Funchess’ fierce vocals howled on “Pope Will Roll” as she sang, “Charge me like a credit card / charge me” as she drummed away on an electronic percussion pad. “IPC” was a the set’s highlight as Funchess led the two dozen of us in cheers of “You get 25 to life, waiting for a train in my city / 25 to life, smoking marijuana in my city” before a repeated cry of “Fight girls, get tough, fight cops, who try to rape us” over a pulsating beat courtesy of Radna. Funchess informed the crowd that their half-hour set was shorter than normal because a curfew was enforced to clear everyone out for the late Araabmuzik show. This show was hurried and muted compared to their May headlining show, but it was still a decent appetizer for Matthew Dear’s illuminating set.

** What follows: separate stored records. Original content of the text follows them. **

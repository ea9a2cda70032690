//! 通知器注册表
//!
//! 通知器通过 inventory 静态注册，启动时按 order 排成一个显式列表，
//! 不依赖运行时的类型探测。

use crate::advisor::Advisor;
use chimera_core::order::sort_by_order;
use once_cell::sync::Lazy;
use parking_lot::RwLock;
use std::sync::Arc;

/// 通知器注册器
///
/// 用于 inventory 自动收集和注册通知器
pub struct AdvisorRegistration {
    /// 通知器名称
    pub name: &'static str,

    /// 创建通知器的函数
    pub creator: fn() -> Advisor,
}

impl AdvisorRegistration {
    pub const fn new(name: &'static str, creator: fn() -> Advisor) -> Self {
        Self { name, creator }
    }

    pub fn create_instance(&self) -> Advisor {
        (self.creator)()
    }
}

// 使用 inventory 收集所有通知器注册器
inventory::collect!(AdvisorRegistration);

/// 获取所有注册的通知器注册器
pub fn get_all_advisor_registrations() -> impl Iterator<Item = &'static AdvisorRegistration> {
    inventory::iter::<AdvisorRegistration>()
}

/// 全局通知器注册表
///
/// 首次访问时加载所有通过 inventory 注册的通知器
static GLOBAL_ADVISOR_REGISTRY: Lazy<Arc<AdvisorRegistry>> = Lazy::new(|| {
    let registry = AdvisorRegistry::new();
    registry.auto_load_advisors();
    Arc::new(registry)
});

/// 获取全局通知器注册表
pub fn get_global_registry() -> &'static Arc<AdvisorRegistry> {
    &GLOBAL_ADVISOR_REGISTRY
}

/// 通知器注册表
///
/// 始终保持按 order 稳定排序
pub struct AdvisorRegistry {
    advisors: RwLock<Vec<Advisor>>,
}

impl AdvisorRegistry {
    pub fn new() -> Self {
        Self {
            advisors: RwLock::new(Vec::new()),
        }
    }

    /// 注册通知器
    pub fn register(&self, advisor: Advisor) {
        tracing::debug!("Registering {:?}", advisor);
        let mut advisors = self.advisors.write();
        advisors.push(advisor);
        sort_by_order(&mut advisors);
    }

    /// 按 order 排好序的通知器快照
    pub fn advisors(&self) -> Vec<Advisor> {
        self.advisors.read().clone()
    }

    pub fn len(&self) -> usize {
        self.advisors.read().len()
    }

    pub fn is_empty(&self) -> bool {
        self.advisors.read().is_empty()
    }

    pub fn clear(&self) {
        self.advisors.write().clear();
    }

    /// 从 inventory 自动加载所有注册的通知器
    pub fn auto_load_advisors(&self) {
        let registrations: Vec<_> = get_all_advisor_registrations().collect();
        tracing::info!("Auto-loading {} advisor(s) from registry", registrations.len());

        for registration in registrations {
            tracing::debug!("  ├─ Loading advisor: {}", registration.name);
            self.register(registration.create_instance());
        }

        tracing::info!("Auto-loaded {} advisor(s)", self.len());
    }
}

impl Default for AdvisorRegistry {
    fn default() -> Self {
        Self::new()
    }
}
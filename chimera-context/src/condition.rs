//! 条件评估
//!
//! `Conditional` 注解的 `value` 是条件名列表，`Profile` 注解隐含名为 `Profile` 的条件。

use std::collections::HashMap;
use std::sync::Arc;

use chimera_core::order::{Ordered, LOWEST_PRECEDENCE};
use chimera_core::Environment;

use crate::error::{ContextError, ContextResult};
use crate::metadata::annotations::{CONDITIONAL, PROFILE};
use crate::metadata::{AnnotatedMetadata, ClassMetadata};

/// 条件的评估阶段
#[derive(Debug, Clone, Copy, PartialEq, Eq)]
pub enum ConfigurationPhase {
    /// 解析配置类时
    ParseConfiguration,
    /// 注册 Bean 时
    RegisterBean,
}

/// 评估条件时可用的上下文
pub struct ConditionContext<'a> {
    pub environment: &'a Environment,
}

pub trait Condition: Send + Sync {
    fn matches(&self, context: &ConditionContext<'_>, metadata: &dyn AnnotatedMetadata) -> bool;

    /// 只在指定阶段评估，`None` 表示所有阶段
    fn phase(&self) -> Option<ConfigurationPhase> {
        None
    }

    fn order(&self) -> i32 {
        LOWEST_PRECEDENCE
    }
}

/// `Profile` 条件：任一声明的 profile 被激活即匹配
pub struct ProfileCondition;

impl Condition for ProfileCondition {
    fn matches(&self, context: &ConditionContext<'_>, metadata: &dyn AnnotatedMetadata) -> bool {
        metadata
            .annotations_of(PROFILE)
            .all(|profile| context.environment.accepts_profiles(&profile.strings("value")))
    }
}

/// 通过 inventory 静态注册的条件
pub struct ConditionRegistration {
    pub name: &'static str,
    pub factory: fn() -> Arc<dyn Condition>,
}

inventory::collect!(ConditionRegistration);

struct OrderedCondition(Arc<dyn Condition>);

impl Ordered for OrderedCondition {
    fn order(&self) -> i32 {
        self.0.order()
    }
}

/// 按名称评估条件，决定是否跳过
pub struct ConditionEvaluator {
    environment: Arc<Environment>,
    conditions: HashMap<String, Arc<dyn Condition>>,
}

impl ConditionEvaluator {
    pub fn new(environment: Arc<Environment>) -> Self {
        let mut conditions: HashMap<String, Arc<dyn Condition>> = HashMap::new();
        conditions.insert(PROFILE.to_string(), Arc::new(ProfileCondition));
        Self {
            environment,
            conditions,
        }
    }

    /// 额外加载所有通过 inventory 注册的条件
    pub fn with_registered_conditions(mut self) -> Self {
        for registration in inventory::iter::<ConditionRegistration> {
            self.conditions
                .insert(registration.name.to_string(), (registration.factory)());
        }
        self
    }

    pub fn register(mut self, name: impl Into<String>, condition: Arc<dyn Condition>) -> Self {
        self.conditions.insert(name.into(), condition);
        self
    }

    pub fn environment(&self) -> &Arc<Environment> {
        &self.environment
    }

    /// 元素上声明的条件名，`Profile` 注解算作一个条件
    fn condition_names(metadata: &dyn AnnotatedMetadata) -> Vec<String> {
        let mut names: Vec<String> = metadata
            .annotations_of(CONDITIONAL)
            .flat_map(|a| a.strings("value"))
            .collect();
        if metadata.is_annotated(PROFILE) && !names.iter().any(|n| n == PROFILE) {
            names.push(PROFILE.to_string());
        }
        names
    }

    /// 类的默认阶段：配置类在解析阶段，其他在注册阶段
    pub fn should_skip_class(&self, metadata: &ClassMetadata, phase: Option<ConfigurationPhase>) -> ContextResult<bool> {
        let phase = phase.unwrap_or(if metadata.is_configuration_candidate() {
            ConfigurationPhase::ParseConfiguration
        } else {
            ConfigurationPhase::RegisterBean
        });
        self.should_skip(metadata, phase)
    }

    /// 任一适用于该阶段的条件不匹配即跳过
    pub fn should_skip(&self, metadata: &dyn AnnotatedMetadata, phase: ConfigurationPhase) -> ContextResult<bool> {
        let names = Self::condition_names(metadata);
        if names.is_empty() {
            return Ok(false);
        }

        let mut conditions = names
            .iter()
            .map(|name| {
                self.conditions
                    .get(name)
                    .map(|c| OrderedCondition(Arc::clone(c)))
                    .ok_or_else(|| ContextError::UnknownCondition(name.clone()))
            })
            .collect::<ContextResult<Vec<_>>>()?;
        chimera_core::order::sort_by_order(&mut conditions);

        let context = ConditionContext {
            environment: &self.environment,
        };
        Ok(conditions.iter().any(|OrderedCondition(condition)| {
            let applies = condition.phase().map_or(true, |required| required == phase);
            applies && !condition.matches(&context, metadata)
        }))
    }
}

It is somewhat surprising that Dear, a co-founder of influential Michigan-based electronic label Ghostly International, has turned into such a dashing frontman. Dear’s fashion sense is well-known. He was wearing his usual three-piece suit this evening, but sans bolo tie, and his signature faux pompadour was clipped. Additionally, his four piece backing band was also sartorially-minded, with only the drummer refusing to wear a blazer due to its kinesiological restrictions. Throughout the night, Dear thanked “all you beautiful people in attendence” whenever he finished a song. In hindsight, he may have been talking about his band.
A producer by trade, Dear has focused more attention on his live show in recent years. The group was touring for Beams, Dear’s fifth album under his name. As such, the album itself is livelier, more immediate than his previous release, the claustrophobic Black City. In addition to the typical drums/bass/guitar/keys setup, this was the first show of the Beams tour to feature a trumpeter. It is odd to imagine a trumpeter bleating over rock-via-electronic music with as a slick-haired 33-year-old studio prodigy deadpans lyrics like “Throw your rocks in the air/ Let’s go have fun tonight,” but it not only works, it’s a triumph.

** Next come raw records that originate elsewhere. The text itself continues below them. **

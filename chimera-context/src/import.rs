//! 导入候选：选择器、延迟选择器、注册器
//!
//! `Import` 注解引用的类名先在 [`ImportCandidateRegistry`] 中分类，
//! 未登记的类名按普通配置类处理。

use std::collections::HashMap;
use std::fmt;
use std::sync::Arc;

use chimera_core::error::ContainerResult;
use chimera_core::order::Ordered;
use chimera_core::utils::class_names::is_builtin_type_name;
use chimera_core::DefaultListableBeanFactory;

use crate::error::{ContextError, ContextResult};
use crate::metadata::ClassMetadata;

type Predicate = Arc<dyn Fn(&str) -> bool + Send + Sync>;

/// 导入时需要跳过的类名
#[derive(Clone, Default)]
pub struct ExclusionFilter {
    predicates: Vec<Predicate>,
}

impl ExclusionFilter {
    pub fn none() -> Self {
        Self::default()
    }

    pub fn new<F>(predicate: F) -> Self
    where
        F: Fn(&str) -> bool + Send + Sync + 'static,
    {
        Self {
            predicates: vec![Arc::new(predicate)],
        }
    }

    /// 跳过运行时内置类型
    pub fn builtin() -> Self {
        Self::new(is_builtin_type_name)
    }

    /// 任一过滤器匹配即跳过
    pub fn or(&self, other: &ExclusionFilter) -> Self {
        let mut predicates = self.predicates.clone();
        predicates.extend(other.predicates.iter().cloned());
        Self { predicates }
    }

    pub fn matches(&self, class_name: &str) -> bool {
        self.predicates.iter().any(|p| p(class_name))
    }
}

impl fmt::Debug for ExclusionFilter {
    fn fmt(&self, f: &mut fmt::Formatter<'_>) -> fmt::Result {
        f.debug_struct("ExclusionFilter")
            .field("predicates", &self.predicates.len())
            .finish()
    }
}

/// 根据导入方的元数据计算要导入的类名
pub trait ImportSelector: Send + Sync {
    fn select_imports(&self, importing: &ClassMetadata) -> Vec<String>;

    fn exclusion_filter(&self) -> Option<ExclusionFilter> {
        None
    }
}

/// 在所有配置类处理完之后才执行的选择器
pub trait DeferredImportSelector: ImportSelector + Ordered {
    /// 分组键，相同键的选择器合并处理；`None` 时每个选择器单独成组
    fn import_group(&self) -> Option<&str> {
        None
    }
}

/// 向 Bean 注册表注册额外的 Bean，不再产生配置类
pub trait ImportBeanDefinitionRegistrar: Send + Sync {
    fn register_bean_definitions(
        &self,
        importing: &ClassMetadata,
        registry: &DefaultListableBeanFactory,
    ) -> ContainerResult<()>;
}

/// 延迟导入分组中的一条导入
#[derive(Debug, Clone, PartialEq, Eq)]
pub struct GroupEntry {
    pub importing_class: String,
    pub import_class_name: String,
}

/// 延迟导入分组
pub trait DeferredImportGroup: Send {
    fn process(&mut self, importing: &ClassMetadata, selector: &dyn DeferredImportSelector);

    fn select_imports(&mut self) -> Vec<GroupEntry>;
}

/// 逐个收集选择器的结果
#[derive(Debug, Default)]
pub struct DefaultDeferredImportGroup {
    imports: Vec<GroupEntry>,
}

impl DeferredImportGroup for DefaultDeferredImportGroup {
    fn process(&mut self, importing: &ClassMetadata, selector: &dyn DeferredImportSelector) {
        for import_class_name in selector.select_imports(importing) {
            self.imports.push(GroupEntry {
                importing_class: importing.class_name().to_string(),
                import_class_name,
            });
        }
    }

    fn select_imports(&mut self) -> Vec<GroupEntry> {
        std::mem::take(&mut self.imports)
    }
}

/// 导入候选的分类
#[derive(Clone)]
pub enum ImportCandidate {
    Selector(Arc<dyn ImportSelector>),
    DeferredSelector(Arc<dyn DeferredImportSelector>),
    Registrar(Arc<dyn ImportBeanDefinitionRegistrar>),
    Configuration,
}

impl fmt::Debug for ImportCandidate {
    fn fmt(&self, f: &mut fmt::Formatter<'_>) -> fmt::Result {
        let kind = match self {
            ImportCandidate::Selector(_) => "Selector",
            ImportCandidate::DeferredSelector(_) => "DeferredSelector",
            ImportCandidate::Registrar(_) => "Registrar",
            ImportCandidate::Configuration => "Configuration",
        };
        f.write_str(kind)
    }
}

pub type GroupFactory = fn() -> Box<dyn DeferredImportGroup>;

/// 通过 inventory 静态注册的导入候选
pub enum ImportRegistration {
    Selector {
        class_name: &'static str,
        factory: fn() -> Arc<dyn ImportSelector>,
    },
    DeferredSelector {
        class_name: &'static str,
        factory: fn() -> Arc<dyn DeferredImportSelector>,
    },
    Registrar {
        class_name: &'static str,
        factory: fn() -> Arc<dyn ImportBeanDefinitionRegistrar>,
    },
    Group {
        name: &'static str,
        factory: GroupFactory,
    },
}

inventory::collect!(ImportRegistration);

/// 类名到导入候选的映射
#[derive(Default)]
pub struct ImportCandidateRegistry {
    candidates: HashMap<String, ImportCandidate>,
    groups: HashMap<String, GroupFactory>,
}

impl ImportCandidateRegistry {
    pub fn new() -> Self {
        Self::default()
    }

    /// 加载所有通过 inventory 注册的候选
    pub fn from_registry() -> Self {
        let mut registry = Self::new();
        for registration in inventory::iter::<ImportRegistration> {
            registry = match registration {
                ImportRegistration::Selector { class_name, factory } => {
                    registry.selector(*class_name, factory())
                }
                ImportRegistration::DeferredSelector { class_name, factory } => {
                    registry.deferred_selector(*class_name, factory())
                }
                ImportRegistration::Registrar { class_name, factory } => {
                    registry.registrar(*class_name, factory())
                }
                ImportRegistration::Group { name, factory } => registry.group(*name, *factory),
            };
        }
        tracing::debug!(
            "Loaded {} import candidate(s) and {} import group(s) from registry",
            registry.candidates.len(),
            registry.groups.len()
        );
        registry
    }

    pub fn selector(mut self, class_name: impl Into<String>, selector: Arc<dyn ImportSelector>) -> Self {
        self.candidates
            .insert(class_name.into(), ImportCandidate::Selector(selector));
        self
    }

    pub fn deferred_selector(
        mut self,
        class_name: impl Into<String>,
        selector: Arc<dyn DeferredImportSelector>,
    ) -> Self {
        self.candidates
            .insert(class_name.into(), ImportCandidate::DeferredSelector(selector));
        self
    }

    pub fn registrar(
        mut self,
        class_name: impl Into<String>,
        registrar: Arc<dyn ImportBeanDefinitionRegistrar>,
    ) -> Self {
        self.candidates
            .insert(class_name.into(), ImportCandidate::Registrar(registrar));
        self
    }

    pub fn group(mut self, name: impl Into<String>, factory: GroupFactory) -> Self {
        self.groups.insert(name.into(), factory);
        self
    }

    pub fn classify(&self, class_name: &str) -> ImportCandidate {
        self.candidates
            .get(class_name)
            .cloned()
            .unwrap_or(ImportCandidate::Configuration)
    }

    /// 按分组键创建分组，未指定时使用默认分组
    pub fn create_group(&self, name: Option<&str>) -> ContextResult<Box<dyn DeferredImportGroup>> {
        match name {
            None => Ok(Box::<DefaultDeferredImportGroup>::default()),
            Some(name) => self
                .groups
                .get(name)
                .map(|factory| factory())
                .ok_or_else(|| ContextError::UnknownImportGroup(name.to_string())),
        }
    }
}
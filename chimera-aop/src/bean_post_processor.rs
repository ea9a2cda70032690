//! AOP BeanPostProcessor - 自动为匹配的 Bean 创建代理
//!
//! Bean 初始化后检查是否有通知器能作用于它的任一方法，有则包装成代理。

use crate::advisor::Advisor;
use crate::proxy::{ProxyFactory, Target};
use crate::registry::get_global_registry;
use chimera_core::order::{sort_by_order, Ordered};
use std::sync::Arc;

/// 通知器来源
enum AdvisorSource {
    /// 全局注册表
    Global,
    /// 显式列表
    Fixed(Vec<Advisor>),
}

/// AOP BeanPostProcessor
///
/// 1. 找出能作用于 Bean 的通知器（类过滤器 + 至少一个方法匹配）
/// 2. 按 order 排序
/// 3. 没有通知器时原样返回，否则返回代理
pub struct AopBeanPostProcessor {
    source: AdvisorSource,
    proxy_target_class: bool,
    enabled: bool,
}

impl AopBeanPostProcessor {
    /// 使用全局注册表中的通知器
    pub fn new() -> Self {
        Self {
            source: AdvisorSource::Global,
            proxy_target_class: false,
            enabled: true,
        }
    }

    /// 使用指定的通知器
    pub fn with_advisors(advisors: Vec<Advisor>) -> Self {
        Self {
            source: AdvisorSource::Fixed(advisors),
            proxy_target_class: false,
            enabled: true,
        }
    }

    /// 创建禁用的 AOP BeanPostProcessor
    pub fn disabled() -> Self {
        Self {
            source: AdvisorSource::Fixed(Vec::new()),
            proxy_target_class: false,
            enabled: false,
        }
    }

    pub fn proxy_target_class(mut self, value: bool) -> Self {
        self.proxy_target_class = value;
        self
    }

    fn candidate_advisors(&self) -> Vec<Advisor> {
        match &self.source {
            AdvisorSource::Global => get_global_registry().advisors(),
            AdvisorSource::Fixed(advisors) => advisors.clone(),
        }
    }

    /// 能作用于目标的通知器，按 order 排序
    pub fn eligible_advisors(&self, target: &dyn Target) -> Vec<Advisor> {
        let candidates = self.candidate_advisors();
        let type_name = target.type_name();
        let has_introductions = candidates.iter().any(|advisor| {
            matches!(advisor, Advisor::Introduction(_)) && advisor.can_apply(type_name, &[], false)
        });
        let methods = target.methods();

        let mut eligible: Vec<Advisor> = candidates
            .into_iter()
            .filter(|advisor| advisor.can_apply(type_name, &methods, has_introductions))
            .collect();
        sort_by_order(&mut eligible);
        eligible
    }

    /// 按需为 Bean 创建代理
    pub fn post_process_after_initialization(
        &self,
        target: Arc<dyn Target>,
        bean_name: &str,
    ) -> Arc<dyn Target> {
        if !self.enabled {
            return target;
        }

        let advisors = self.eligible_advisors(target.as_ref());
        if advisors.is_empty() {
            tracing::trace!("Bean '{}' does not match any advisor, skipping proxy creation", bean_name);
            return target;
        }

        tracing::info!(
            "Creating proxy for bean '{}' with {} advisor(s)",
            bean_name,
            advisors.len()
        );
        Arc::new(
            ProxyFactory::new(target)
                .add_advisors(advisors)
                .proxy_target_class(self.proxy_target_class)
                .pre_filtered(true)
                .get_proxy(),
        )
    }
}

impl Default for AopBeanPostProcessor {
    fn default() -> Self {
        Self::new()
    }
}

impl Ordered for AopBeanPostProcessor {
    fn order(&self) -> i32 {
        // 在其他处理器之后执行，确保 Bean 已经完全初始化
        2000
    }
}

Some of the highlights from the hour-long set include the post-punk, hypnotizing bassline of “Earthworms” and the bubbling, choppy drumming of lead single “Headcage.” A lot of motherfuckers were getting down in the quickly-filling up club, and Dear noticed the increasing attendance, hopping off from USMH’s tiny perch several times to slap a tambourine and sing among the crowd.
While Dear is a talented producer and a respectable showman, his greatest drawback remains his limited voice. While this can be wrangled and manipulated in the studio, his flat, Midwestern vocals were noticeable in the flesh. It can be argued that his weak voice contributes to the atmosphere of his dark electro, but it was wise of Dear to lean on his band, especially the scintillating trumpeter, whenever his voice falters.
The second half of the set focused on Dear’s more complex, darker songs. Dear’s dreary “Temptation” may share a name with the kaleidoscopic New Order classic, but their attitudes are far different: the Mancunians’ song is an unabashed love song whereas Dear’s is a somber affair: “I can unwrite this lonely feeling / On to the right let’s fall to pieces.” Dear also brought back Black City’s Nine Inch Nails- esque “You Put A Smell On Me” to finish the main set, a brooding, buzzing number that centers around Dear’s request to “Take a ride with me in my big black car.”
The five-piece returned in the encore to perform “Her Fantasy,” the opening track from Beams. As his band raged on, Dear sang, “Fighting is futile but I can’t concede to interior beliefs that control and deplete you.” Many of Dear’s lyrics focus on the negative aspects of life, but this performance was a rousing celebration of the electronic converging with the organic.